Health Experts, Activists: ‘White Supremacy Is a Lethal Public Health Issue’ that Contributes to Coronavirus

Peaceful demonstrators protesting the death of George Floyd hold up placards at the Bethesda Library on June 2, 2020, in Bethesda, Maryland. - Anti-racism protests have put several US cities under curfew to suppress rioting, following the death of George Floyd while in police custody. (Photo by Olivier DOULIERY / …
OLIVIER DOULIERY/AFP via Getty Images

The media is reporting that “health experts” signed an open letter supporting the protests that have, in many American cities, devolved into violent riots that have destroyed neighborhoods and businesses, because “white supremacy is a public health issue” that has contributed to the spread of the coronavirus.

The protests were sparked by the death of a black man, George Floyd, who died in police custody in Minneapolis on Memorial Day.

The letter is, in fact, signed by physicians, medical organizations, and academics, but scores of others who are described as “community stakeholders” also signed the document.

“White supremacy is a lethal public health issue that predates and contributes to COVID-19,” the letter says.

The letter also says that while large protests could spread the virus and some of the recommendations like social distancing still apply, “do not disband protests under the guise of maintaining public health for COVID-19 restrictions.”

On the other hand, the letter said protesters should not be arrested because crowded cells could spread the virus and that protesters should “demand that law enforcement officials also respect infection prevention recommendations by maintaining distance from protesters and wearing masks.”

The letter also tells people they should donate to pay for the bail of people arrested at protests or riots.

“We continue to support demonstrators who are tackling the paramount public health problem of pervasive racism. We express solidarity and gratitude toward demonstrators who have already taken on enormous personal risk to advocate for their own health, the health of their communities, and the public health of the United States. We pledge our services as allies who share this goal,” the letter says.

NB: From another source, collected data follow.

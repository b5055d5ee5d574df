//! Static memory planning for compiled graphs
//!
//! Every output and workspace of a graph is mapped onto one byte range of a
//! single flat arena reserved on the device before execution. Slots whose
//! lifetimes do not overlap share ranges.
//!
//! # Pattern
//!
//! 1. Derive the size ladder from the graph (or take one from the caller)
//! 2. Resolve which streams may inherit freed blocks from which
//! 3. Walk the nodes in topological order, acquiring and releasing blocks
//! 4. Fold mutually exclusive dynamic-batch branches onto shared blocks
//! 5. Resize, pack blocks back to back and write offsets onto the nodes

pub mod allocator;
pub mod assigner;
pub mod block;
pub mod config;
pub mod ladder;
pub mod layout;
pub mod merger;
pub mod pool;
pub mod streams;

pub use allocator::{Allocation, AllocatorStats, BlockAllocator};
pub use assigner::{BlockReport, MemoryAssigner, PlanSummary};
pub use block::{align_up, Block, BlockId, Slot, SlotKind};
pub use config::{PlannerConfig, Target};
pub use ladder::{FixedLadder, GraphLadder, LadderProvider, SizeLadder};
pub use merger::{merge_dynamic_batch_blocks, MergeReport};
pub use streams::{StreamInfo, StreamReuseGraph};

The letter talks about police “violence” but not the violence in some protests, including some protesters who set businesses on fire and looted businesses.

Taxpayer-funded National Public Radio (NPR), however, did not include much of the details in its report on the letter, instead turning to a source that did not sign it, Dr. Elaine Nsoesie, an assistant professor of global health at Boston University.

“Data is showing that blacks and Latinos have been disproportionately affected by COVID-19 in many states,” Nsoesie said. “Racism is one of the reasons this disparity exists.”

“Racism is a social determinant of health,” Nsoesie said. “It affects the physical and mental health of blacks in the U.S. So I wouldn’t weigh these crises separately.”